Collected data entries
##########
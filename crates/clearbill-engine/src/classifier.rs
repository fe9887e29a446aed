//! Payer classification: carrier strings → `PayerCategory`.
//!
//! Classification is a pure function of the carrier code, carrier name, and
//! static configuration. Rules live in an ordered table evaluated in
//! declaration order — the first matching rule wins — so the priority is
//! auditable and each rule is testable on its own.

use tracing::debug;

use clearbill_contracts::payer::PayerCategory;

use crate::config::EngineConfig;

// ── Rule table ────────────────────────────────────────────────────────────────

/// One entry in the ordered classification table.
struct CategoryRule {
    /// Stable identifier used in debug logs.
    id: &'static str,
    category: PayerCategory,
    /// Predicate over `(config, CODE_UPPER, NAME_UPPER)`.
    applies: fn(&EngineConfig, &str, &str) -> bool,
}

/// Evaluated top to bottom; the final rule always matches.
const RULES: &[CategoryRule] = &[
    CategoryRule {
        id: "medicaid-indicator",
        category: PayerCategory::Medicaid,
        applies: |config, code, name| {
            config
                .medicaid_indicators
                .iter()
                .any(|ind| code.contains(ind.as_str()) || name.contains(ind.as_str()))
        },
    },
    CategoryRule {
        id: "self-pay-token",
        category: PayerCategory::SelfPay,
        applies: |_, _, name| name.contains("SELF") || name.contains("CASH"),
    },
    CategoryRule {
        id: "medicare-advantage",
        category: PayerCategory::MedicareAdvantage,
        applies: |_, _, name| is_medicare_advantage(name),
    },
    CategoryRule {
        id: "commercial-default",
        category: PayerCategory::Commercial,
        applies: |_, _, _| true,
    },
];

/// Classify one carrier. Pure: identical inputs always yield the same
/// category.
pub fn classify(config: &EngineConfig, carrier_code: &str, carrier_name: &str) -> PayerCategory {
    let code = carrier_code.to_uppercase();
    let name = carrier_name.to_uppercase();

    for rule in RULES {
        if (rule.applies)(config, &code, &name) {
            debug!(rule_id = rule.id, carrier = %carrier_name, category = %rule.category, "carrier classified");
            return rule.category;
        }
    }

    // The commercial-default rule always matches.
    unreachable!("classification table must end with a catch-all rule")
}

// ── Medicare Advantage rule set ───────────────────────────────────────────────

/// Lexical indicators that identify an MA plan on their own.
const MA_STRONG_INDICATORS: &[&str] = &[
    "MEDICARE ADVANTAGE",
    "MEDICARE ADVANTAGE PRESCRIPTION DRUG",
    "PART C",
    "MA-PD",
    "MAPD",
    "DUAL SPECIAL NEEDS",
    "DUAL COMPLETE",
    "D-SNP",
    "DSNP",
    "CHRONIC CONDITION SPECIAL NEEDS",
    "C-SNP",
    "CSNP",
    "INSTITUTIONAL SPECIAL NEEDS",
    "I-SNP",
    "ISNP",
];

/// Plan-type tokens that imply MA only when "MEDICARE" also appears.
const MA_PLAN_TYPE_TOKENS: &[&str] = &[
    "HMO",
    "PPO",
    "PFFS",
    "MSA",
    "COMPLETE",
    "CHOICE",
    "GOLD PLUS",
    "PRIME",
    "SELECT",
    "PLUS",
    "COMPLETE CARE",
    "SENIOR ADVANTAGE",
];

/// Regional MA brand names (Texas and Colorado markets).
const MA_BRANDS: &[&str] = &[
    "AETNA MEDICARE",
    "HUMANA",
    "HUMANA GOLD PLUS",
    "HUMANACHOICE",
    "AARP MEDICARE ADVANTAGE",
    "UNITEDHEALTHCARE MEDICARE",
    "UHC MEDICARE",
    "BLUE CROSS MEDICARE ADVANTAGE",
    "BCBSTX MEDICARE ADVANTAGE",
    "KELSEYCARE ADVANTAGE",
    "CIGNA TRUE CHOICE",
    "CIGNA PREFERRED",
    "WELLCARE MEDICARE",
    "ALLWELL",
    "SCOTT AND WHITE MEDICARE",
    "BAYLOR SCOTT & WHITE MEDICARE",
    "SUPERIOR HEALTHPLAN MEDICARE",
    "ANTHEM MEDIBLUE",
    "ANTHEM MEDICARE ADVANTAGE",
    "KAISER PERMANENTE SENIOR ADVANTAGE",
    "DENVER HEALTH ELEVATE MEDICARE",
    "ELEVATE MEDICARE ADVANTAGE",
    "ROCKY MOUNTAIN HEALTH PLANS MEDICARE",
    "RMHP MEDICARE",
];

/// Products that look Medicare-adjacent but are not MA.
///
/// Checked after every positive rule: a name matching both a positive brand
/// and a negative term is classified MA. Judgment call carried over from
/// the source system, pending product-owner confirmation.
const MA_NEGATIVE_INDICATORS: &[&str] = &[
    "MEDICARE SUPPLEMENT",
    "MEDIGAP",
    "PLAN G",
    "PLAN N",
    "PLAN F",
    "PDP",
    "PRESCRIPTION DRUG PLAN",
    "PART D ONLY",
    "RX ONLY",
    "BLUE ADVANTAGE HMO",
    "ORIGINAL MEDICARE",
    "FEE-FOR-SERVICE (ORIGINAL)",
    "MSP",
    "QMB",
    "SLMB",
    "QI",
    "MEDICAID ONLY",
];

/// Apply the ordered Medicare-Advantage rule set to an uppercased name.
fn is_medicare_advantage(name: &str) -> bool {
    // (a) Strong lexical indicators.
    if MA_STRONG_INDICATORS.iter().any(|ind| name.contains(ind)) {
        return true;
    }

    // (b) Contract-ID pattern: a standalone "X####-###" word.
    if has_contract_id_pattern(name) {
        return true;
    }

    // (c) "MEDICARE" co-occurring with a plan-type token.
    if name.contains("MEDICARE") && MA_PLAN_TYPE_TOKENS.iter().any(|tok| name.contains(tok)) {
        return true;
    }

    // (d) Known regional brands.
    if MA_BRANDS.iter().any(|brand| name.contains(brand)) {
        return true;
    }

    // (e) Negative indicators, checked last.
    if MA_NEGATIVE_INDICATORS.iter().any(|neg| name.contains(neg)) {
        return false;
    }

    // (f) Default.
    false
}

/// Detect an MA contract identifier: one letter, four digits, a hyphen,
/// three digits, bounded by non-alphanumerics on both sides.
fn has_contract_id_pattern(name: &str) -> bool {
    let b = name.as_bytes();
    let n = b.len();
    if n < 9 {
        return false;
    }

    for start in 0..=n - 9 {
        if start > 0 && b[start - 1].is_ascii_alphanumeric() {
            continue;
        }
        if !b[start].is_ascii_alphabetic() {
            continue;
        }
        if !b[start + 1..start + 5].iter().all(u8::is_ascii_digit) {
            continue;
        }
        if b[start + 5] != b'-' {
            continue;
        }
        if !b[start + 6..start + 9].iter().all(u8::is_ascii_digit) {
            continue;
        }
        if start + 9 < n && b[start + 9].is_ascii_alphanumeric() {
            continue;
        }
        return true;
    }
    false
}

// ── Tests ─────────────────────────────────────────────────────────────────────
##########
Look through the entries above. Copy each line in which the string "DRUG" occurs.

**RESPONSE TO THIS TASK:**
    "MEDICARE ADVANTAGE PRESCRIPTION DRUG",
    "PRESCRIPTION DRUG PLAN",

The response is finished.